In retrospect, it's obvious what happened: a bunch of $employee objects returned an undefined salary and that evaluated to zero for the numeric comparison. You probably got a bunch of warnings (assuming you enabled them) and you should have written your code like this:

foreach my $employee (@employees) {
    next unless defined $employee->salary;
    if ( $employee->salary < $threshold ) {
        increase_salary( $employee, 3_000 );
    }
}

Of course, you hate calling that salary method twice:

foreach my $employee (@employees) {
    my $salary = $employee->salary;
    next unless defined $salary;
    if ( $salary < $threshold ) {
        increase_salary( $employee, 3_000 );
    }
}

Or, um, here's a curiosity: maybe in this code the $threshold varies and is sometimes undefined. In this example you won't have a bug if $threshold is undefined like you would if $salary is undefined. Isn't that annoying? Sometimes undef will cause a bug and sometimes it won't. It will, however, cause a warning in both spots. So the programmer who didn't get fired rewrote it like this:

if ( defined $threshold ) {
    foreach my $employee (@employees) {
        my $salary = $employee->salary;
        next unless defined $salary;
        if ( $salary < $threshold ) {
            increase_salary( $employee, 3_000 
        }
    }
}

How did your nice, simple foreach loop turn into a monstrosity like that? All of us have seen this sort of cruft before. The original code was a pure expression of the business logic involved, but you've had to wrap it up in a bunch of structural code to work around the limitations of the language. Wouldn't it be nice if you didn't have to do that?

Well, now you can. In the employee package, you use Unknown::Values and you set the default value of salary to unknown:

package Employee;
use Moose;
use Unknown::Values;
# ...
has 'salary' => ( 
    is      => 'rw',
    default => sub { unknown },
);

Basically, anywhere where you would have used an undef value, you now use unknown instead. And how do you change your original foreach loop? You don't:

foreach my $employee (@employees) {
    if ( $employee->salary < $threshold ) {
        increase_salary( $employee, 3_000 );
    }
}

That works unchanged because regardless of what the $threshold is, we can't know if the unknown value is less than it, so we return false. In fact, not only does < return false, so does == and > (and just about any other comparison operator that you can reasonably think of). Furthermore, you don't get warnings for comparing unknown values to other values because that's what unknown is designed to do! Getting the unknown salaries is easy:

use Unknown::Values;
my @unknown = grep { is_unknown( $_->salary ) } @employees;

I've implemented this with Kleene's three-valued logic which is a clean, straight-forward way of handling "true", "false" and "maybe/unknown". In this logic, the negation of unknown is unknown. Logical and is as follows:

true    && unknown is unknown
false   && unknown is false
unknown && unknown is unknown

You can reason your way through this by thinking "true and false is false", but "true and true is true", thus, "true and unknown cannot be known". However, "false and either true or false must be false", so "false and unknown must be false".

Logical or is as follows:

true    || unknown is true
false   || unknown is unknown
unknown || unknown is unknown

Again, you can reason your way through those in a similar way.

Here's another example:

use Unknown::Values;

my $value = unknown;
my @array = ( 1, 2, 3, $value, 4, 5 );
my @less    = grep { $_ < 4 } @array;   # assigns (1,2,3)
my @greater = grep { $_ > 3 } @array;   # assigns (4,5)

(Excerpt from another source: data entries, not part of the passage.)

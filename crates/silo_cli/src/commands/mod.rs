//! Command implementations.

pub mod compact;
pub mod dump_log;
pub mod inspect;
pub mod verify;

use std::path::{Path, PathBuf};

/// Base path of a volume's files (no extension) inside a store directory.
pub(crate) fn volume_base(path: &Path, collection: &str, volume: u32) -> PathBuf {
    if collection.is_empty() {
        path.join(volume.to_string())
    } else {
        path.join(format!("{collection}_{volume}"))
    }
}

/// One of a volume's files by extension. Appends rather than replacing, so
/// collection names containing dots stay intact.
pub(crate) fn volume_file(base: &Path, ext: &str) -> PathBuf {
    let mut os = base.as_os_str().to_os_string();
    os.push(format!(".{ext}"));
    PathBuf::from(os)
}
//! Needle identity types.

use std::fmt;

/// Content key of a needle, unique per volume.
#[derive(Debug, Clone, Copy, PartialEq, Eq, PartialOrd, Ord, Hash, Default)]
pub struct NeedleId(pub u64);

impl NeedleId {
    /// Creates a new needle ID.
    #[must_use]
    pub const fn new(id: u64) -> Self {
        Self(id)
    }

    /// Returns the raw ID value.
    #[must_use]
    pub const fn as_u64(self) -> u64 {
        self.0
    }
}

impl fmt::Display for NeedleId {
    fn fmt(&self, f: &mut fmt::Formatter<'_>) -> fmt::Result {
        write!(f, "{:x}", self.0)
    }
}

/// Random anti-enumeration token paired with a needle ID.
///
/// A reader must present the matching cookie; guessing sequential IDs is
/// useless without it.
#[derive(Debug, Clone, Copy, PartialEq, Eq, Hash, Default)]
pub struct Cookie(pub u64);

impl Cookie {
    /// Creates a cookie from a raw value.
    #[must_use]
    pub const fn new(value: u64) -> Self {
        Self(value)
    }

    /// Generates a random cookie.
    #[must_use]
    pub fn random() -> Self {
        Self(rand::random())
    }

    /// Returns the raw cookie value.
    #[must_use]
    pub const fn as_u64(self) -> u64 {
        self.0
    }
}

impl fmt::Display for Cookie {
    fn fmt(&self, f: &mut fmt::Formatter<'_>) -> fmt::Result {
        write!(f, "{:x}", self.0)
    }
}

#[cfg(test)]
mod tests {
    use super::*;

    #[test]
    fn needle_id_ordering() {
        assert!(NeedleId::new(1) < NeedleId::new(2));
    }

    #[test]
    fn needle_id_display_is_hex() {
        assert_eq!(format!("{}", NeedleId::new(255)), "ff");
    }

    #[test]
    fn random_cookies_differ() {
        // Two consecutive draws colliding would be a one-in-2^64 event.
        assert_ne!(Cookie::random(), Cookie::random());
    }
}
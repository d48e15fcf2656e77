//! Core identifier types.

use std::fmt;

use serde::{Deserialize, Serialize};

/// Identifier of a volume within a store.
#[derive(
    Debug, Clone, Copy, PartialEq, Eq, PartialOrd, Ord, Hash, Default, Serialize, Deserialize,
)]
pub struct VolumeId(u32);

impl VolumeId {
    /// Creates a volume id from a raw value.
    #[must_use]
    pub const fn new(id: u32) -> Self {
        Self(id)
    }

    /// Returns the raw value.
    #[must_use]
    pub const fn as_u32(self) -> u32 {
        self.0
    }
}

impl fmt::Display for VolumeId {
    fn fmt(&self, f: &mut fmt::Formatter<'_>) -> fmt::Result {
        write!(f, "{}", self.0)
    }
}

impl From<u32> for VolumeId {
    fn from(id: u32) -> Self {
        Self(id)
    }
}

/// Identifier of an erasure shard, `0..TOTAL_SHARD_COUNT`.
#[derive(
    Debug, Clone, Copy, PartialEq, Eq, PartialOrd, Ord, Hash, Serialize, Deserialize,
)]
pub struct ShardId(u8);

impl ShardId {
    /// Creates a shard id from a raw value.
    #[must_use]
    pub const fn new(id: u8) -> Self {
        Self(id)
    }

    /// Returns the raw value.
    #[must_use]
    pub const fn as_u8(self) -> u8 {
        self.0
    }

    /// Returns the raw value widened for indexing.
    #[must_use]
    pub const fn as_usize(self) -> usize {
        self.0 as usize
    }
}

impl fmt::Display for ShardId {
    fn fmt(&self, f: &mut fmt::Formatter<'_>) -> fmt::Result {
        write!(f, "{}", self.0)
    }
}

#[cfg(test)]
mod tests {
    use super::*;

    #[test]
    fn volume_id_display_and_raw() {
        let id = VolumeId::new(42);
        assert_eq!(id.to_string(), "42");
        assert_eq!(id.as_u32(), 42);
        assert_eq!(VolumeId::from(42), id);
    }

    #[test]
    fn shard_id_indexing() {
        let id = ShardId::new(13);
        assert_eq!(id.as_usize(), 13);
        assert_eq!(id.to_string(), "13");
    }
}
//! Per-volume single-writer queue.
//!
//! Every mutation of a volume goes through one dedicated thread, so appends,
//! deletes and vacuum commits are totally ordered without the volume needing
//! writer-side locking. Requests carry a reply channel; callers block until
//! their mutation is durable. Shutdown drains the queue before the thread
//! exits, so accepted requests are never dropped.

use std::sync::Arc;
use std::thread::JoinHandle;

use crossbeam_channel::{bounded, Receiver, Sender};
use tracing::{debug, error};

use crate::error::{CoreError, CoreResult};
use crate::volume::volume::{AppendOutcome, Volume};
use silo_needle::{Needle, NeedleId};

enum Request {
    Append {
        needle: Box<Needle>,
        reply: Sender<CoreResult<AppendOutcome>>,
    },
    Delete {
        id: NeedleId,
        reply: Sender<CoreResult<u32>>,
    },
    CommitVacuum {
        reply: Sender<CoreResult<u16>>,
    },
    Sync {
        reply: Sender<CoreResult<()>>,
    },
}

/// Handle to a volume's writer thread.
pub struct VolumeWriter {
    sender: Sender<Request>,
    handle: Option<JoinHandle<()>>,
    volume: Arc<Volume>,
}

impl std::fmt::Debug for VolumeWriter {
    fn fmt(&self, f: &mut std::fmt::Formatter<'_>) -> std::fmt::Result {
        f.debug_struct("VolumeWriter")
            .field("volume_id", &self.volume.id())
            .finish_non_exhaustive()
    }
}

impl VolumeWriter {
    /// Spawns the writer thread for `volume` with a bounded request queue.
    #[must_use]
    pub fn spawn(volume: Arc<Volume>, queue_depth: usize) -> Self {
        let (sender, receiver) = bounded(queue_depth.max(1));
        let worker = Arc::clone(&volume);
        let handle = std::thread::Builder::new()
            .name(format!("volume-writer-{}", volume.id()))
            .spawn(move || run(&worker, &receiver))
            .unwrap_or_else(|err| panic!("failed to spawn volume writer thread: {err}"));
        Self {
            sender,
            handle: Some(handle),
            volume,
        }
    }

    /// The volume this writer serializes.
    #[must_use]
    pub fn volume(&self) -> &Arc<Volume> {
        &self.volume
    }

    fn request<T>(
        &self,
        build: impl FnOnce(Sender<CoreResult<T>>) -> Request,
    ) -> CoreResult<T> {
        let (reply, response) = bounded(1);
        self.sender
            .send(build(reply))
            .map_err(|_| CoreError::WriterClosed(self.volume.id()))?;
        response
            .recv()
            .map_err(|_| CoreError::WriterClosed(self.volume.id()))?
    }

    /// Appends a needle through the writer queue.
    pub fn append(&self, needle: Needle) -> CoreResult<AppendOutcome> {
        self.request(|reply| Request::Append {
            needle: Box::new(needle),
            reply,
        })
    }

    /// Deletes a needle through the writer queue.
    pub fn delete(&self, id: NeedleId) -> CoreResult<u32> {
        self.request(|reply| Request::Delete { id, reply })
    }

    /// Commits a staged vacuum with the queue providing write exclusion.
    pub fn commit_vacuum(&self) -> CoreResult<u16> {
        self.request(|reply| Request::CommitVacuum { reply })
    }

    /// Syncs the volume's files through the writer queue.
    pub fn sync(&self) -> CoreResult<()> {
        self.request(|reply| Request::Sync { reply })
    }
}

impl Drop for VolumeWriter {
    fn drop(&mut self) {
        // Closing the channel lets the worker drain what was accepted and
        // then exit.
        let (closed, _) = bounded(0);
        drop(std::mem::replace(&mut self.sender, closed));
        if let Some(handle) = self.handle.take() {
            if handle.join().is_err() {
                error!(volume_id = %self.volume.id(), "volume writer thread panicked");
            }
        }
    }
}

fn run(volume: &Volume, receiver: &Receiver<Request>) {
    debug!(volume_id = %volume.id(), "volume writer started");
    while let Ok(request) = receiver.recv() {
        match request {
            Request::Append { needle, reply } => {
                let _ = reply.send(volume.append(&needle));
            }
            Request::Delete { id, reply } => {
                let _ = reply.send(volume.delete(id));
            }
            Request::CommitVacuum { reply } => {
                let _ = reply.send(volume.commit_compact());
            }
            Request::Sync { reply } => {
                let _ = reply.send(volume.sync());
            }
        }
    }
    debug!(volume_id = %volume.id(), "volume writer drained and stopped");
}

#[cfg(test)]
mod tests {
    use super::*;
    use crate::types::VolumeId;
    use crate::volume::volume::VolumeOptions;
    use silo_storage::BackendRegistry;

    fn spawn_writer(dir: &std::path::Path) -> VolumeWriter {
        let volume = Volume::create(
            dir.join("3"),
            VolumeId::new(3),
            String::new(),
            Arc::new(BackendRegistry::with_defaults()),
            "file",
            VolumeOptions::default(),
            u64::MAX,
        )
        .unwrap();
        VolumeWriter::spawn(Arc::new(volume), 16)
    }

    #[test]
    fn mutations_flow_through_the_queue() {
        let dir = tempfile::tempdir().unwrap();
        let writer = spawn_writer(dir.path());

        let outcome = writer
            .append(Needle::new(NeedleId::new(1), b"queued".to_vec()))
            .unwrap();
        assert_eq!(outcome.offset % 8, 0);
        assert_eq!(
            writer.volume().read(NeedleId::new(1)).unwrap().data,
            b"queued"
        );
        assert!(writer.delete(NeedleId::new(1)).unwrap() > 0);
        writer.sync().unwrap();
    }

    #[test]
    fn concurrent_appends_all_land() {
        let dir = tempfile::tempdir().unwrap();
        let writer = Arc::new(spawn_writer(dir.path()));

        let threads: Vec<_> = (0..4u64)
            .map(|t| {
                let writer = Arc::clone(&writer);
                std::thread::spawn(move || {
                    for i in 0..25u64 {
                        let id = NeedleId::new(t * 100 + i);
                        writer
                            .append(Needle::new(id, id.as_u64().to_le_bytes().to_vec()))
                            .unwrap();
                    }
                })
            })
            .collect();
        for thread in threads {
            thread.join().unwrap();
        }

        let volume = Arc::clone(writer.volume());
        for t in 0..4u64 {
            for i in 0..25u64 {
                let id = NeedleId::new(t * 100 + i);
                assert_eq!(
                    volume.read(id).unwrap().data,
                    id.as_u64().to_le_bytes().to_vec()
                );
            }
        }
    }

    #[test]
    fn vacuum_commit_through_writer() {
        let dir = tempfile::tempdir().unwrap();
        let writer = spawn_writer(dir.path());
        writer
            .append(Needle::new(NeedleId::new(1), vec![1; 10]))
            .unwrap();
        writer
            .append(Needle::new(NeedleId::new(2), vec![2; 20]))
            .unwrap();
        writer.delete(NeedleId::new(1)).unwrap();

        writer.volume().compact().unwrap();
        assert_eq!(writer.commit_vacuum().unwrap(), 1);
        writer.volume().cleanup_compact().unwrap();
        assert_eq!(
            writer.volume().read(NeedleId::new(2)).unwrap().data,
            vec![2; 20]
        );
    }
}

As you can see, neither @less nor @greater will ever contain an unknown value. Sorting is handled by not sorting unknown values:

my @sorted = sort { $a <=> $b } ( 4, 1, unknown, 5, unknown, unknown, 7 );
eq_or_diff \@sorted, [ 1, 4, unknown, 5, unknown, unknown, 7 ],
  'Sorting unknown values should leave their position in the list unchanged';

With Unknown::Values, anything involving non-boolean behavior (except printing) will die with a stack trace:

% re.pl
$ use Unknown::Values;
$ my $value = unknown;
[unknown]
$ print $value + 3;
Runtime error: Math cannot be performed on unknown values at lib/Unknown/Values/Instance.pm line 43.
... rest of the stack trace

Stringification is overload to return [unknown], but bit manipulation, string concatenation, dereferencing or other operations which make no sense will immediately result in a fatal error. If you want to avoid that, simply check if you have an unknown value or set a defined default:

my $value = 0;
# later
$value += 3;

Or:

my $value = unknown;
# later
if ( is_unknown $value ) {
    croak("Our value was never set");
}
$value +=3;

This has interesting consequences. The following looks like a bug, but it's not:

my $value = unknown;
$value ||= 2;   # //= also fails
print $value + 3; # fatal error

This is because with an unknown value, you cannot know if it's undefined or false. Thus, the //= and ||= assignments will fail. You might think of this as a limitation, instead. Maybe I'll see if I can work around it later.

Future Work?

Fasten your seat belts because you finished the easy part and the hard part is coming up.

Currently the following always returns false if the two values are unknown:

if ( $value1 eq $value2 ) {
    ... never happens if both are unknown
}

Why isn't one unknown equal to another unknown? Because their values are both unknown and you don't know if they're the same. However, what if you do this?

my $value  = unknown;
my $value2 = $value;
if ( $value2 == $value ) {
    ...
}

Logically, even though both of those values are unknown, they're the same unknown and thus the comparison should succeed.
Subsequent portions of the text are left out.